Go through the entries below and pick out every line with "pattern".

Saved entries
· · · · ·
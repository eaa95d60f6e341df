// workhub-messaging-core/src/routing.rs
//! Routing-key addressing.
//!
//! Every event on a shared exchange is addressed as
//! `source.entity.action_destination`, e.g. `user.worker.create_offre`.
//! The key is the only addressing mechanism: consumers bind on
//! `source.entity.*` and then filter on the destination token themselves.

use std::fmt;
use std::str::FromStr;

use crate::MessagingError;

pub const SEGMENT_SEPARATOR: char = '.';
pub const ACTION_SEPARATOR: char = '_';

/// Decoded addressing triple (with the third segment split into action and destination).
#[derive(Debug, Clone, PartialEq, Eq, Hash)]
pub struct RoutingKey {
    pub source: String,
    pub entity: String,
    pub action: String,
    pub destination: String,
}

impl RoutingKey {
    pub fn new(
        source: &str,
        entity: &str,
        action: &str,
        destination: &str,
    ) -> Result<Self, MessagingError> {
        for segment in [source, entity, action, destination] {
            validate_segment(segment)?;
        }
        Ok(Self {
            source: source.to_string(),
            entity: entity.to_string(),
            action: action.to_string(),
            destination: destination.to_string(),
        })
    }

    pub fn encode(&self) -> String {
        format!(
            "{}{SEGMENT_SEPARATOR}{}{SEGMENT_SEPARATOR}{}{ACTION_SEPARATOR}{}",
            self.source, self.entity, self.action, self.destination
        )
    }

    /// Parses a received key. Segments after the third are ignored.
    pub fn decode(key: &str) -> Result<Self, MessagingError> {
        let malformed = |reason| MessagingError::MalformedKey {
            key: key.to_string(),
            reason,
        };

        let parts: Vec<&str> = key.split(SEGMENT_SEPARATOR).collect();
        if parts.len() < 3 {
            return Err(malformed("fewer than three segments"));
        }

        let halves: Vec<&str> = parts[2].split(ACTION_SEPARATOR).collect();
        if halves.len() != 2 {
            return Err(malformed("third segment must hold exactly one underscore"));
        }

        let (source, entity) = (parts[0], parts[1]);
        let (action, destination) = (halves[0], halves[1]);
        if [source, entity, action, destination]
            .iter()
            .any(|s| s.is_empty())
        {
            return Err(malformed("empty segment"));
        }

        Ok(Self {
            source: source.to_string(),
            entity: entity.to_string(),
            action: action.to_string(),
            destination: destination.to_string(),
        })
    }

    pub fn is_addressed_to(&self, service: &str) -> bool {
        self.destination == service
    }
}

impl fmt::Display for RoutingKey {
    fn fmt(&self, f: &mut fmt::Formatter<'_>) -> fmt::Result {
        f.write_str(&self.encode())
    }
}

impl FromStr for RoutingKey {
    type Err = MessagingError;

    fn from_str(s: &str) -> Result<Self, Self::Err> {
        Self::decode(s)
    }
}

pub fn encode(
    source: &str,
    entity: &str,
    action: &str,
    destination: &str,
) -> Result<String, MessagingError> {
    RoutingKey::new(source, entity, action, destination).map(|rk| rk.encode())
}

pub fn decode(key: &str) -> Result<RoutingKey, MessagingError> {
    RoutingKey::decode(key)
}

fn validate_segment(segment: &str) -> Result<(), MessagingError> {
    let invalid = |reason| MessagingError::InvalidAddress {
        segment: segment.to_string(),
        reason,
    };

    if segment.is_empty() {
        return Err(invalid("empty segment"));
    }
    if segment.contains(SEGMENT_SEPARATOR) || segment.contains(ACTION_SEPARATOR) {
        return Err(invalid("contains a separator character"));
    }
    // wildcards and whitespace would change how the broker matches the key
    if segment
        .chars()
        .any(|c| c == '*' || c == '#' || c.is_whitespace())
    {
        return Err(invalid("contains a wildcard or whitespace"));
    }
    Ok(())
}

/// Binding pattern for every action on one entity class of a source: `source.entity.*`.
pub fn entity_binding(source: &str, entity: &str) -> String {
    format!("{source}{SEGMENT_SEPARATOR}{entity}{SEGMENT_SEPARATOR}*")
}

/// Binding pattern for a whole source namespace: `source.#`.
pub fn namespace_binding(source: &str) -> String {
    format!("{source}{SEGMENT_SEPARATOR}#")
}

/// AMQP topic matching: `*` matches exactly one word, `#` matches zero or more.
pub fn topic_matches(pattern: &str, routing_key: &str) -> bool {
    let pattern: Vec<&str> = pattern.split(SEGMENT_SEPARATOR).collect();
    let words: Vec<&str> = routing_key.split(SEGMENT_SEPARATOR).collect();
    match_words(&pattern, &words)
}

fn match_words(pattern: &[&str], words: &[&str]) -> bool {
    match pattern.split_first() {
        None => words.is_empty(),
        Some((&"#", rest)) => (0..=words.len()).any(|skip| match_words(rest, &words[skip..])),
        Some((&"*", rest)) => !words.is_empty() && match_words(rest, &words[1..]),
        Some((literal, rest)) => {
            words.first() == Some(literal) && match_words(rest, &words[1..])
        }
    }
}
// workhub-messaging-core/src/replica/store.rs
use std::collections::HashMap;

use async_trait::async_trait;
use tokio::sync::RwLock;

use super::{Fields, RecordId};
use crate::MessagingError;

/// Local datastore the replica handlers mutate.
///
/// Owned by the surrounding service; each implementation brings its own
/// concurrency discipline. `collection` names the entity class.
#[async_trait]
pub trait ReplicaStore: Send + Sync {
    /// Writes the record, discarding whatever was stored under `id` before.
    async fn replace(
        &self,
        collection: &str,
        id: &RecordId,
        fields: Fields,
    ) -> Result<(), MessagingError>;

    /// Merges `fields` into the record, creating it when absent.
    async fn upsert(
        &self,
        collection: &str,
        id: &RecordId,
        fields: Fields,
    ) -> Result<(), MessagingError>;

    /// Returns whether a record was removed.
    async fn delete(&self, collection: &str, id: &RecordId) -> Result<bool, MessagingError>;

    async fn get(&self, collection: &str, id: &RecordId) -> Result<Option<Fields>, MessagingError>;

    async fn count(&self, collection: &str) -> Result<usize, MessagingError>;
}

#[derive(Debug, Default)]
pub struct InMemoryReplicaStore {
    collections: RwLock<HashMap<String, HashMap<RecordId, Fields>>>,
}

impl InMemoryReplicaStore {
    pub fn new() -> Self {
        Self::default()
    }
}

#[async_trait]
impl ReplicaStore for InMemoryReplicaStore {
    async fn replace(
        &self,
        collection: &str,
        id: &RecordId,
        fields: Fields,
    ) -> Result<(), MessagingError> {
        self.collections
            .write()
            .await
            .entry(collection.to_string())
            .or_default()
            .insert(id.clone(), fields);
        Ok(())
    }

    async fn upsert(
        &self,
        collection: &str,
        id: &RecordId,
        fields: Fields,
    ) -> Result<(), MessagingError> {
        let mut guard = self.collections.write().await;
        let record = guard
            .entry(collection.to_string())
            .or_default()
            .entry(id.clone())
            .or_default();
        record.extend(fields);
        Ok(())
    }

    async fn delete(&self, collection: &str, id: &RecordId) -> Result<bool, MessagingError> {
        Ok(self
            .collections
            .write()
            .await
            .get_mut(collection)
            .and_then(|records| records.remove(id))
            .is_some())
    }

    async fn get(&self, collection: &str, id: &RecordId) -> Result<Option<Fields>, MessagingError> {
        Ok(self
            .collections
            .read()
            .await
            .get(collection)
            .and_then(|records| records.get(id))
            .cloned())
    }

    async fn count(&self, collection: &str) -> Result<usize, MessagingError> {
        Ok(self
            .collections
            .read()
            .await
            .get(collection)
            .map_or(0, HashMap::len))
    }
}

#[cfg(test)]
mod tests {
    use super::*;
    use serde_json::json;

    fn fields(value: serde_json::Value) -> Fields {
        match value {
            serde_json::Value::Object(map) => map,
            _ => panic!("expected an object"),
        }
    }

    #[tokio::test]
    async fn upsert_keeps_absent_fields() {
        let store = InMemoryReplicaStore::new();
        let id = RecordId::Int(1);
        store
            .replace("service", &id, fields(json!({"id": 1, "service_name": "plumbing"})))
            .await
            .unwrap();
        store
            .upsert("service", &id, fields(json!({"service_description": "pipes"})))
            .await
            .unwrap();

        let record = store.get("service", &id).await.unwrap().unwrap();
        assert_eq!(record["service_name"], "plumbing");
        assert_eq!(record["service_description"], "pipes");
    }

    #[tokio::test]
    async fn replace_discards_previous_fields() {
        let store = InMemoryReplicaStore::new();
        let id = RecordId::Int(1);
        store
            .replace("post", &id, fields(json!({"id": 1, "title": "a"})))
            .await
            .unwrap();
        store
            .replace("post", &id, fields(json!({"id": 1})))
            .await
            .unwrap();

        let record = store.get("post", &id).await.unwrap().unwrap();
        assert!(!record.contains_key("title"));
        assert_eq!(store.count("post").await.unwrap(), 1);
    }

    #[tokio::test]
    async fn deleting_an_absent_record_is_a_no_op() {
        let store = InMemoryReplicaStore::new();
        assert!(!store.delete("person", &RecordId::Int(9)).await.unwrap());
        assert_eq!(store.count("person").await.unwrap(), 0);
    }
}
// workhub-messaging-core/src/bus.rs
use std::sync::Arc;
use async_trait::async_trait;
use crate::{Envelope, EventCallback, MessagingError};

/// One topic exchange, seen from a single service.
#[async_trait]
pub trait EventBus: Send + Sync {
    /// Publishes one envelope. Returns once the broker has accepted the frame.
    async fn publish(&self, envelope: &Envelope) -> Result<(), MessagingError>;

    /// Declares a durable queue and binds it, without consuming from it.
    async fn provision(&self, queue: &str, bindings: &[&str]) -> Result<(), MessagingError>;

    /// Provisions `queue` and starts a background loop feeding its deliveries to `handler`.
    async fn subscribe(
        &self,
        queue: &str,
        bindings: &[&str],
        handler: Arc<dyn EventCallback>,
    ) -> Result<(), MessagingError>;

    /// The exchange this bus is attached to. `None` for buses that carry every
    /// source's events.
    fn exchange(&self) -> Option<&str> {
        None
    }
}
· · · · ·
* ANSWER
/// Binding pattern for every action on one entity class of a source: `source.entity.*`.
/// Binding pattern for a whole source namespace: `source.#`.
pub fn topic_matches(pattern: &str, routing_key: &str) -> bool {
    let pattern: Vec<&str> = pattern.split(SEGMENT_SEPARATOR).collect();
    match_words(&pattern, &words)
fn match_words(pattern: &[&str], words: &[&str]) -> bool {
    match pattern.split_first() {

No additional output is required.